===== RECORDS PROVIDED
//! Session management for live capture ingest
//!
//! This module handles the lifecycle of capture sessions, from creation to
//! teardown. Each [`StreamSession`] owns its ingest sink and, once started,
//! its encoder handle; the [`SessionRegistry`] owns every session.

use chrono::{DateTime, Utc};
use parking_lot::{Mutex as SyncMutex, RwLock as SyncRwLock};
use serde::Serialize;
use std::collections::HashMap;
use std::path::{Path, PathBuf};
use std::sync::Arc;
use std::time::Duration;
use tokio::sync::{watch, Mutex, RwLock};
use uuid::Uuid;

use crate::encoder::{wait_terminal, EncoderHandle, SupervisorConfig, SupervisorState};
use crate::key::SessionKey;
use crate::layout::SessionLayout;
use crate::metrics::global_metrics;
use crate::sink::{IngestSink, SinkError};

/// Identifier of the control connection that opened a session
pub type ConnectionId = Uuid;

/// Session lifecycle state
#[derive(Debug, Clone, Copy, PartialEq, Eq, Serialize)]
#[serde(rename_all = "snake_case")]
pub enum SessionState {
    /// Accepting chunks, encoder not running yet
    Initializing,

    /// Encoder has been spawned against the ingest file
    Encoding,

    /// Torn down; no further chunks are accepted
    Stopped,
}

/// One active (or just torn down) capture session
pub struct StreamSession {
    /// Session key
    pub key: SessionKey,

    /// Control connection that owns the session
    pub connection_id: ConnectionId,

    /// When the session was created
    pub created_at: DateTime<Utc>,

    layout: SessionLayout,

    sink: Mutex<IngestSink>,

    /// Encoder slot; lifecycle changes to `Stopped` happen under this lock
    encoder: SyncMutex<Option<EncoderHandle>>,

    state: SyncRwLock<SessionState>,
}

impl StreamSession {
    /// Allocate the session directory and open a fresh ingest sink
    pub async fn create(
        key: SessionKey,
        connection_id: ConnectionId,
        streams_dir: impl AsRef<Path>,
    ) -> Result<Self, SessionError> {
        let layout = SessionLayout::new(streams_dir, key.clone());
        layout.ensure_dir().await?;
        layout.clear_live_playlist().await?;
        let sink = IngestSink::create(layout.ingest_path()).await?;

        Ok(Self {
            key,
            connection_id,
            created_at: Utc::now(),
            layout,
            sink: Mutex::new(sink),
            encoder: SyncMutex::new(None),
            state: SyncRwLock::new(SessionState::Initializing),
        })
    }

    pub fn layout(&self) -> &SessionLayout {
        &self.layout
    }

    /// Get the current session state
    pub fn state(&self) -> SessionState {
        *self.state.read()
    }

    /// Check if the session still accepts chunks
    pub fn is_active(&self) -> bool {
        self.state() != SessionState::Stopped
    }

    /// Transition `Initializing -> Encoding`; returns whether the state changed
    pub fn mark_encoding(&self) -> bool {
        let mut state = self.state.write();
        if *state == SessionState::Initializing {
            *state = SessionState::Encoding;
            true
        } else {
            false
        }
    }

    /// Append one chunk to the ingest file
    ///
    /// Returns the total number of bytes written so far.
    pub async fn append(&self, bytes: &[u8]) -> Result<u64, SessionError> {
        if !self.is_active() {
            return Err(SessionError::NotActive(self.key.clone()));
        }

        let mut sink = self.sink.lock().await;
        match sink.append(bytes).await {
            Ok(total) => Ok(total),
            // Lost the race against a concurrent teardown
            Err(SinkError::Closed) => Err(SessionError::NotActive(self.key.clone())),
            Err(e) => Err(e.into()),
        }
    }

    /// Hand the encoder handle to the session
    ///
    /// A session that was torn down in the meantime stops the handle
    /// immediately.
    pub fn attach_encoder(&self, handle: EncoderHandle) {
        let mut slot = self.encoder.lock();
        if self.state() == SessionState::Stopped {
            drop(slot);
            handle.stop();
            return;
        }
        if let Some(previous) = slot.replace(handle) {
            previous.stop();
        }
    }

    /// Current encoder supervisor state, if an encoder was attached
    pub fn encoder_state(&self) -> Option<SupervisorState> {
        self.encoder.lock().as_ref().map(EncoderHandle::state)
    }

    /// Observe the attached encoder's state changes
    pub fn subscribe_encoder(&self) -> Option<watch::Receiver<SupervisorState>> {
        self.encoder.lock().as_ref().map(EncoderHandle::subscribe)
    }

    /// Tear the session down: close the sink, then signal the encoder
    ///
    /// Only the first call does any work and returns `true`.
    pub async fn shutdown(&self) -> bool {
        {
            let mut state = self.state.write();
            if *state == SessionState::Stopped {
                return false;
            }
            *state = SessionState::Stopped;
        }

        {
            let mut sink = self.sink.lock().await;
            if let Err(e) = sink.close().await {
                tracing::error!(session_key = %self.key, error = %e, "Failed to close ingest sink");
            }
        }

        let handle = self.encoder.lock().take();
        if let Some(handle) = handle {
            handle.stop();
        }

        global_metrics().session_stopped();
        tracing::info!(session_key = %self.key, "Session stopped");
        true
    }

    /// Tear the session down and wait, up to `limit`, for the encoder to exit
    ///
    /// Used where the session directory is about to be reused or the process
    /// is exiting, so the encoder gets to finish its final writes first.
    pub async fn shutdown_and_wait(&self, limit: Duration) -> bool {
        let encoder = self.subscribe_encoder();
        let torn_down = self.shutdown().await;

        if let Some(rx) = encoder {
            match tokio::time::timeout(limit, wait_terminal(rx)).await {
                Ok(state) => {
                    tracing::debug!(session_key = %self.key, ?state, "Encoder terminated");
                }
                Err(_) => {
                    tracing::warn!(
                        session_key = %self.key,
                        limit_ms = limit.as_millis() as u64,
                        "Encoder still running after teardown"
                    );
                }
            }
        }
        torn_down
    }

    /// Snapshot for the status API
    pub async fn status(&self) -> SessionStatus {
        let (bytes_written, chunks_written) = {
            let sink = self.sink.lock().await;
            (sink.bytes_written(), sink.chunks_written())
        };

        SessionStatus {
            stream_key: self.key.clone(),
            state: self.state(),
            created_at: self.created_at.to_rfc3339(),
            bytes_written,
            chunks_written,
            encoder: self.encoder_state(),
        }
    }
}

/// Session status returned by the status API
#[derive(Debug, Clone, Serialize)]
#[serde(rename_all = "camelCase")]
pub struct SessionStatus {
    pub stream_key: SessionKey,
    pub state: SessionState,
    pub created_at: String,
    pub bytes_written: u64,
    pub chunks_written: u64,
    #[serde(skip_serializing_if = "Option::is_none")]
    pub encoder: Option<SupervisorState>,
}

/// Registry of all active sessions
pub struct SessionRegistry {
    sessions: RwLock<HashMap<SessionKey, Arc<StreamSession>>>,
    streams_dir: PathBuf,
    max_sessions: usize,
    /// How long `open` waits for a replaced session's encoder to exit
    replace_wait: Duration,
}

impl SessionRegistry {
    /// Create a new session registry
    pub fn new(streams_dir: impl Into<PathBuf>, max_sessions: usize) -> Self {
        Self {
            sessions: RwLock::new(HashMap::new()),
            streams_dir: streams_dir.into(),
            max_sessions,
            replace_wait: SupervisorConfig::default().termination_timeout(),
        }
    }

    /// Bound the wait for a replaced session's encoder
    pub fn with_replace_wait(mut self, replace_wait: Duration) -> Self {
        self.replace_wait = replace_wait;
        self
    }

    pub fn streams_dir(&self) -> &Path {
        &self.streams_dir
    }

    /// Create and register a session under `key`
    ///
    /// An active session under the same key is torn down first
    /// (terminate-then-replace) and its encoder is given up to the replace
    /// wait to exit before the directory is reused. The registry stays
    /// locked throughout so no two sinks or encoders for one key coexist.
    pub async fn open(
        &self,
        key: SessionKey,
        connection_id: ConnectionId,
    ) -> Result<Arc<StreamSession>, SessionError> {
        let mut sessions = self.sessions.write().await;

        if let Some(existing) = sessions.remove(&key) {
            tracing::warn!(
                session_key = %key,
                previous_connection = %existing.connection_id,
                connection = %connection_id,
                "Session already active, replacing it"
            );
            existing.shutdown_and_wait(self.replace_wait).await;
            global_metrics().session_replaced();
        } else if sessions.len() >= self.max_sessions {
            return Err(SessionError::MaxSessionsReached);
        }

        let session =
            Arc::new(StreamSession::create(key.clone(), connection_id, &self.streams_dir).await?);
        sessions.insert(key.clone(), session.clone());

        global_metrics().session_started();
        tracing::info!(session_key = %key, connection = %connection_id, "Session opened");

        Ok(session)
    }

    /// Get a session by key
    pub async fn lookup(&self, key: &SessionKey) -> Option<Arc<StreamSession>> {
        self.sessions.read().await.get(key).cloned()
    }

    /// Detach a session for teardown; absent keys yield `None`
    pub async fn remove(&self, key: &SessionKey) -> Option<Arc<StreamSession>> {
        self.sessions.write().await.remove(key)
    }

    /// Detach every session owned by a connection
    pub async fn remove_all_owned_by(&self, connection_id: ConnectionId) -> Vec<Arc<StreamSession>> {
        let mut sessions = self.sessions.write().await;
        let owned: Vec<SessionKey> = sessions
            .iter()
            .filter(|(_, session)| session.connection_id == connection_id)
            .map(|(key, _)| key.clone())
            .collect();

        owned
            .into_iter()
            .filter_map(|key| sessions.remove(&key))
            .collect()
    }

    /// Detach every session, for process shutdown
    pub async fn drain(&self) -> Vec<Arc<StreamSession>> {
        self.sessions.write().await.drain().map(|(_, session)| session).collect()
    }

    /// Get session count
    pub async fn len(&self) -> usize {
        self.sessions.read().await.len()
    }

    pub async fn is_empty(&self) -> bool {
        self.sessions.read().await.is_empty()
    }

    /// All registered sessions, ordered by key
    pub async fn sessions(&self) -> Vec<Arc<StreamSession>> {
        let sessions = self.sessions.read().await;
        let mut all: Vec<_> = sessions.values().cloned().collect();
        all.sort_by(|a, b| a.key.cmp(&b.key));
        all
    }
}

/// Session-related errors
#[derive(Debug, thiserror::Error)]
pub enum SessionError {
    #[error("No active session for {0}")]
    NotFound(SessionKey),

    #[error("Session {0} is stopped")]
    NotActive(SessionKey),

    #[error("Maximum sessions reached")]
    MaxSessionsReached,

    #[error("Ingest sink error: {0}")]
    Sink(#[from] SinkError),

    #[error("IO error: {0}")]
    Io(#[from] std::io::Error),
}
==========
• _EXERCISE DETAILS_
From the records above, transcribe exactly the run of lines that opens with the line holding "layout.ensure_dir().await?;" and closes with the line holding "current session state", both included.

• _TASK RESULT_
        layout.ensure_dir().await?;
        layout.clear_live_playlist().await?;
        let sink = IngestSink::create(layout.ingest_path()).await?;

        Ok(Self {
            key,
            connection_id,
            created_at: Utc::now(),
            layout,
            sink: Mutex::new(sink),
            encoder: SyncMutex::new(None),
            state: SyncRwLock::new(SessionState::Initializing),
        })
    }

    pub fn layout(&self) -> &SessionLayout {
        &self.layout
    }

    /// Get the current session state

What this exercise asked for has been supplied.